Tribunas

En la Cárcel, su última carta

 

 

Ernesto Juliá


Cárcel.

 

 

 

 

 

Un hombre de unos 25 años, que quería despedirse de sus hermanos y amigos, me entregó esta carta cuando fui a verle y atenderle en la cárcel para ayudarle a prepararse para su último viaje. Pocos días después de mi visita, se presentó ante el Señor. De esto hace ya algunos años.

 

“Hola, ¿cómo os va? Supongo que debéis estar todos muy ocupados con vuestras cuestiones. Veo que no tenéis tiempo para venir a hacerme alguna visita y poder charlar un rato. Siempre se agradece una buena compañía, y más en la situación que me encuentro.

Estas líneas no son para pediros que vengáis a verme. Si alguno lo hace, se lo agradeceré de todo corazón. Comprendo muy bien que no os guste tener un amigo en la cárcel, y ver a un conjunto de presos no es lo más agradable que nos puede ocurrir. Os escribo sólo para desahogarme un poco, y pediros que recéis por mí.

En estos días he comprendido porqué se puso tan serio Guillermo aquella tarde que organizamos un baile cerca de un penal. A los pocos minutos de comenzar, se fijó en unos presos que habían asomado a las rejas de sus ventanas, desde las que nos veían bailar, apenas comenzaron a oírse el rumor de los discos. Os acordaréis que le sentó muy mal, se marchó y no regresó. Lo tomamos a chacota y le llamamos de todo. Al recordar ahora todo aquello, su pena y nuestros insultos, siento unas terribles ganas de llorar.

Repito que no os pido que vengáis, aunque no me avergüenzo de reconocer que me alegraría veros a alguno por aquí. Sé que pensáis que soy plenamente culpable de lo que me pasa. Y es verdad. No os hice caso cuando me aconsejasteis que dejara la droga, y ahora podéis pensar que no os vaya con líos. Ya tengo edad para quitarme las castañas del fuego, que ya bastante os he fastidiado.

No me quejo, es razonable que sea así; pero no puedo contener la angustia de saberme aniquilado ya en vida. Hago esfuerzos para no acordarme de mi madre, y me duele, porque volver a su figura siempre me ha consolado.

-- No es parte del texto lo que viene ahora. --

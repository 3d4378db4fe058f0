//! Error type shared by every stage of the post-processing core.

use std::path::PathBuf;

use thiserror::Error;

/// Errors raised by anchor generation, decoding, detection and the file readers.
#[derive(Debug, Error)]
pub enum Error {
    /// A per-level anchor parameter list does not have one entry per feature map.
    #[error("`{field}` has {got} entries but there are {expected} feature maps")]
    LevelCountMismatch {
        field: &'static str,
        expected: usize,
        got: usize,
    },

    /// The anchor configuration names no feature maps at all.
    #[error("anchor configuration has no feature maps")]
    NoLevels,

    /// Only 4 or 6 anchors per cell are supported.
    #[error("level {level} asks for {count} anchors per cell, expected 4 or 6")]
    UnsupportedAnchorCount { level: usize, count: usize },

    /// A size, step, variance or similar quantity is zero, negative or not finite.
    #[error("`{field}` must be positive and finite, got {value}")]
    NonPositive { field: String, value: f64 },

    /// A threshold lies outside of `[0, 1]` or is not finite.
    #[error("`{name}` must lie in [0, 1], got {value}")]
    InvalidThreshold { name: &'static str, value: f32 },

    /// `top_k` of zero would produce an empty output tensor.
    #[error("`top_k` must be at least 1")]
    ZeroTopK,

    /// At least one foreground class besides background is required.
    #[error("`class_num` must be greater than 1 (background + foreground), got {0}")]
    TooFewClasses(usize),

    /// An input array does not have the shape the cached anchors require.
    #[error("{what} has shape {got:?}, expected {expected:?}")]
    ShapeMismatch {
        what: &'static str,
        expected: Vec<usize>,
        got: Vec<usize>,
    },

    #[error("failed to read `{path}`")]
    Read {
        path: PathBuf,
        #[source]
        source: std::io::Error,
    },

    #[error("failed to parse configuration")]
    ParseConfig(#[from] toml::de::Error),

    /// A token on a label line is not a valid `xmin,ymin,xmax,ymax,class_id` literal.
    #[error("line {line}: malformed box `{token}`")]
    MalformedLabel { line: usize, token: String },

    #[error("label index {index} is out of range for {len} images")]
    LabelIndex { index: usize, len: usize },
}

impl Error {
    /// Whether this error stems from an inconsistent static configuration.
    ///
    /// Configuration errors are fatal at construction time.
    pub fn is_configuration(&self) -> bool {
        matches!(
            self,
            Self::LevelCountMismatch { .. }
                | Self::NoLevels
                | Self::UnsupportedAnchorCount { .. }
                | Self::NonPositive { .. }
                | Self::InvalidThreshold { .. }
                | Self::ZeroTopK
                | Self::ParseConfig(_)
        )
    }

    /// Whether this error rejects a single call's input.
    ///
    /// The call can be retried with corrected input, shared state is untouched.
    pub fn is_precondition(&self) -> bool {
        matches!(self, Self::ShapeMismatch { .. } | Self::TooFewClasses(_))
    }
}

/// Type alias for [`Result<T, Error>`].
pub type Result<T> = std::result::Result<T, Error>;

/// Fails with [`Error::NonPositive`] unless `value` is finite and strictly positive.
pub(crate) fn ensure_positive(field: impl Into<String>, value: f64) -> Result<()> {
    if value.is_finite() && value > 0.0 {
        Ok(())
    } else {
        Err(Error::NonPositive {
            field: field.into(),
            value,
        })
    }
}

/// Fails with [`Error::InvalidThreshold`] unless `value` lies in `[0, 1]`.
pub(crate) fn ensure_unit_threshold(name: &'static str, value: f32) -> Result<()> {
    if (0.0..=1.0).contains(&value) {
        Ok(())
    } else {
        Err(Error::InvalidThreshold { name, value })
    }
}
//! Batch detector: decode, threshold, suppress, and pack into a fixed-shape tensor.

use std::sync::Arc;

use ndarray::{Array4, ArrayView2, ArrayViewMut2, ArrayViewMut3, Axis, aview1, s};
use rayon::prelude::*;
use serde::{Deserialize, Serialize};

use crate::error::{Error, Result, ensure_unit_threshold};
use crate::ssd::anchor::{AnchorGenerator, AnchorSet};
use crate::ssd::decoder::{self, BoxDecoder};
use crate::ssd::nms::nms;
use crate::ssd::prediction::RawPredictions;
use crate::ssd::rect::BoundingBox;

/// Width of one output row: `[score, xmin, ymin, xmax, ymax]`.
pub const DETECTION_WIDTH: usize = 5;

/// Thresholds and output sizing for the [`Detector`].
#[derive(Debug, Clone, PartialEq, Serialize, Deserialize)]
#[serde(default)]
pub struct DetectorConfig {
    /// Number of classes including background at index 0.
    pub class_num: usize,
    /// Candidates must score strictly above this value.
    pub score_threshold: f32,
    /// IoU above which a lower-scoring candidate is suppressed.
    pub iou_threshold: f32,
    /// Maximum detections kept per (image, class).
    pub top_k: usize,
    /// Clamp decoded boxes into the unit square before suppression.
    pub clip_boxes: bool,
}

impl Default for DetectorConfig {
    fn default() -> Self {
        Self {
            class_num: 81,
            score_threshold: 0.5,
            iou_threshold: 0.45,
            top_k: 200,
            clip_boxes: false,
        }
    }
}

impl DetectorConfig {
    pub fn validate(&self) -> Result<()> {
        if self.class_num <= 1 {
            return Err(Error::TooFewClasses(self.class_num));
        }
        ensure_unit_threshold("score_threshold", self.score_threshold)?;
        ensure_unit_threshold("iou_threshold", self.iou_threshold)?;
        if self.top_k == 0 {
            return Err(Error::ZeroTopK);
        }
        Ok(())
    }
}

/// A single detection read back out of a [`DetectionBatch`].
#[derive(Debug, Clone, PartialEq)]
pub struct Detection {
    /// Confidence of `class_id`
    pub score: f32,
    /// Bounding box in normalized corner form
    pub bbox: BoundingBox,
    /// Foreground class index, never 0
    pub class_id: usize,
}

impl Detection {
    pub fn new(score: f32, bbox: BoundingBox, class_id: usize) -> Self {
        Self {
            score,
            bbox,
            class_id,
        }
    }
}

/// Fixed-shape detector output of shape (batch, class_num, top_k, 5).
///
/// Each row is `[score, xmin, ymin, xmax, ymax]`. Rows past the real
/// detection count of a slot are all zero, and the background slot
/// (class 0) is always empty.
#[derive(Debug, Clone, PartialEq, Serialize)]
pub struct DetectionBatch {
    data: Array4<f32>,
}

impl DetectionBatch {
    fn zeros(batch: usize, class_num: usize, top_k: usize) -> Self {
        Self {
            data: Array4::zeros((batch, class_num, top_k, DETECTION_WIDTH)),
        }
    }

    pub fn batch_size(&self) -> usize {
        self.data.len_of(Axis(0))
    }

    pub fn class_num(&self) -> usize {
        self.data.len_of(Axis(1))
    }

    pub fn top_k(&self) -> usize {
        self.data.len_of(Axis(2))
    }

    /// The (top_k, 5) block for one image and class.
    ///
    /// # Panics
    ///
    /// Panics if `image >= batch_size()` or `class_id >= class_num()`.
    pub fn slot(&self, image: usize, class_id: usize) -> ArrayView2<'_, f32> {
        self.data.slice(s![image, class_id, .., ..])
    }

    /// All non-empty rows of one image, ordered by class, then by rank.
    ///
    /// # Panics
    ///
    /// Panics if `image >= batch_size()`.
    pub fn detections(&self, image: usize) -> Vec<Detection> {
        let mut out = Vec::new();
        for (class_id, slot) in self.data.index_axis(Axis(0), image).outer_iter().enumerate() {
            for row in slot.rows() {
                if row[0].is_nan() || row[0] <= 0.0 {
                    break;
                }
                let bbox = BoundingBox::new(row[1], row[2], row[3], row[4]);
                out.push(Detection::new(row[0], bbox, class_id));
            }
        }
        out
    }

    pub fn as_array(&self) -> &Array4<f32> {
        &self.data
    }

    pub fn into_array(self) -> Array4<f32> {
        self.data
    }
}

/// SSD post-processor over a cached anchor set.
///
/// A detector is immutable after construction and can be shared between
/// threads; each call only touches its own input and output.
#[derive(Debug, Clone)]
pub struct Detector {
    anchors: Arc<AnchorSet>,
    decoder: BoxDecoder,
    config: DetectorConfig,
}

impl Detector {
    /// Generate anchors from `generator` and build a detector around them.
    pub fn new(generator: &AnchorGenerator, decoder: BoxDecoder, config: DetectorConfig) -> Result<Self> {
        Self::with_anchors(Arc::new(generator.generate()), decoder, config)
    }

    /// Build a detector around an existing anchor set.
    pub fn with_anchors(
        anchors: Arc<AnchorSet>,
        decoder: BoxDecoder,
        config: DetectorConfig,
    ) -> Result<Self> {
        config.validate()?;
        Ok(Self {
            anchors,
            decoder,
            config,
        })
    }

    pub fn anchors(&self) -> &AnchorSet {
        &self.anchors
    }

    pub fn config(&self) -> &DetectorConfig {
        &self.config
    }

    /// Run the full post-processing over a batch.
    ///
    /// Every shape is checked before work starts, so a bad batch fails as a
    /// whole and never yields partial output. Images are processed in
    /// parallel, and within an image each foreground class is too.
    pub fn detect(&self, predictions: &RawPredictions) -> Result<DetectionBatch> {
        self.check_predictions(predictions)?;

        let batch = predictions.batch_size();
        tracing::debug!(
            batch,
            classes = self.config.class_num,
            anchors = self.anchors.len(),
            "running detector"
        );

        let loc = predictions.loc();
        let conf = predictions.conf();
        let mut output = DetectionBatch::zeros(batch, self.config.class_num, self.config.top_k);
        output
            .data
            .axis_iter_mut(Axis(0))
            .into_par_iter()
            .zip(loc.axis_iter(Axis(0)).into_par_iter())
            .zip(conf.axis_iter(Axis(0)).into_par_iter())
            .try_for_each(|((slots, loc), conf)| self.fill_image(slots, loc, conf))?;

        Ok(output)
    }

    /// Post-process a single image.
    ///
    /// `loc` is (anchors, 4) and `conf` is (anchors, class_num). The result
    /// has shape (1, class_num, top_k, 5).
    pub fn detect_image(
        &self,
        loc: ArrayView2<'_, f32>,
        conf: ArrayView2<'_, f32>,
    ) -> Result<DetectionBatch> {
        self.check_image(loc, conf)?;
        let mut output = DetectionBatch::zeros(1, self.config.class_num, self.config.top_k);
        self.fill_image(output.data.index_axis_mut(Axis(0), 0), loc, conf)?;
        Ok(output)
    }

    fn check_predictions(&self, predictions: &RawPredictions) -> Result<()> {
        let expected = self.anchors.len();
        if predictions.anchor_count() != expected {
            return Err(Error::ShapeMismatch {
                what: "location predictions",
                expected: vec![predictions.batch_size(), expected, 4],
                got: predictions.loc().shape().to_vec(),
            });
        }
        if predictions.class_num() != self.config.class_num {
            return Err(Error::ShapeMismatch {
                what: "confidence predictions",
                expected: vec![predictions.batch_size(), expected, self.config.class_num],
                got: predictions.conf().shape().to_vec(),
            });
        }
        Ok(())
    }

    fn check_image(&self, loc: ArrayView2<'_, f32>, conf: ArrayView2<'_, f32>) -> Result<()> {
        let expected = self.anchors.len();
        if loc.dim() != (expected, 4) {
            return Err(Error::ShapeMismatch {
                what: "location predictions",
                expected: vec![expected, 4],
                got: loc.shape().to_vec(),
            });
        }
        if conf.dim() != (expected, self.config.class_num) {
            return Err(Error::ShapeMismatch {
                what: "confidence predictions",
                expected: vec![expected, self.config.class_num],
                got: conf.shape().to_vec(),
            });
        }
        Ok(())
    }

    fn fill_image(
        &self,
        mut slots: ArrayViewMut3<'_, f32>,
        loc: ArrayView2<'_, f32>,
        conf: ArrayView2<'_, f32>,
    ) -> Result<()> {
        let mut boxes = self.decoder.decode(self.anchors.view(), loc)?;
        if self.config.clip_boxes {
            decoder::clip_to_unit(&mut boxes);
        }

        let non_finite = decoder::count_non_finite(boxes.view());
        if non_finite > 0 {
            tracing::warn!(non_finite, "decoded boxes contain NaN or infinite coordinates");
        }

        let boxes = boxes.view();
        slots
            .axis_iter_mut(Axis(0))
            .into_par_iter()
            .enumerate()
            .skip(1)
            .try_for_each(|(class_id, slot)| self.fill_class(slot, boxes, conf, class_id))
    }

    fn fill_class(
        &self,
        mut slot: ArrayViewMut2<'_, f32>,
        boxes: ArrayView2<'_, f32>,
        conf: ArrayView2<'_, f32>,
        class_id: usize,
    ) -> Result<()> {
        let scores = conf.column(class_id);
        let threshold = self.config.score_threshold;
        let candidates: Vec<usize> = scores
            .indexed_iter()
            .filter(|&(_, &score)| score > threshold)
            .map(|(i, _)| i)
            .collect();

        tracing::trace!(class_id, candidates = candidates.len(), "class candidates");
        if candidates.is_empty() {
            return Ok(());
        }

        let candidate_boxes = boxes.select(Axis(0), &candidates);
        let candidate_scores = scores.select(Axis(0), &candidates);
        let keep = nms(
            candidate_boxes.view(),
            candidate_scores.view(),
            self.config.iou_threshold,
            self.config.top_k,
        )?;

        for (rank, &k) in keep.iter().enumerate() {
            let mut row = slot.row_mut(rank);
            row[0] = candidate_scores[k];
            row.slice_mut(s![1..]).assign(&aview1(&[
                candidate_boxes[[k, 0]],
                candidate_boxes[[k, 1]],
                candidate_boxes[[k, 2]],
                candidate_boxes[[k, 3]],
            ]));
        }
        Ok(())
    }
}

Ahora, el pensar en ella, en lo que tuvo que luchar para sacarnos adelante a todos los hermanos, en los sufrimientos que le he proporcionado y que nunca me echó en cara, y el ver su cadáver desfigurado por el accidente que sufrió en su última venida a la cárcel, me produce tal impresión que mis nervios no se serenan ni siquiera después de llorar un buen rato.

He pasado unos días en la enfermería. Me han llevado allí después de un tentativo de suicidio. Soy consciente de que el suicidio es una barbaridad, pero no veía escapatoria por ningún sitio, y no me encontraba con fuerza para arrastrar más tiempo lo que queda de mi cuerpo. La estancia en la cárcel me ha abatido siempre más, y pienso que hubiera vuelto a intentar suicidarme si no hubiera tenido la oportunidad de desahogarme con un cura que estaba de paso atendiendo a otros enfermos. Ya con el abrigo puesto, se paró delante de mi cama y me preguntó que tal andaba. Parecía que tenía prisa, pero en cuanto comenzamos a hablar se sentó, y se olvidó del reloj. Hablamos dos horas. Quedamos en vernos de nuevo.

Ya no os doy más la lata. Me quedan fuerzas sólo para pediros perdón. Lamento de veras que no me hayáis dado la oportunidad de hacerlo de palabra, personalmente, con cada uno. Quizá tampoco os interesaba demasiado perdonarme.  El cura me ha dicho que Dios sí lo hace, y se lo he agradecido de veras. ¿Me dejaréis también solo en el entierro?”.

 

Murió pocos días después consumido por la enfermedad. Le cerré los párpados y le di un beso en la frente, pensando en su madre.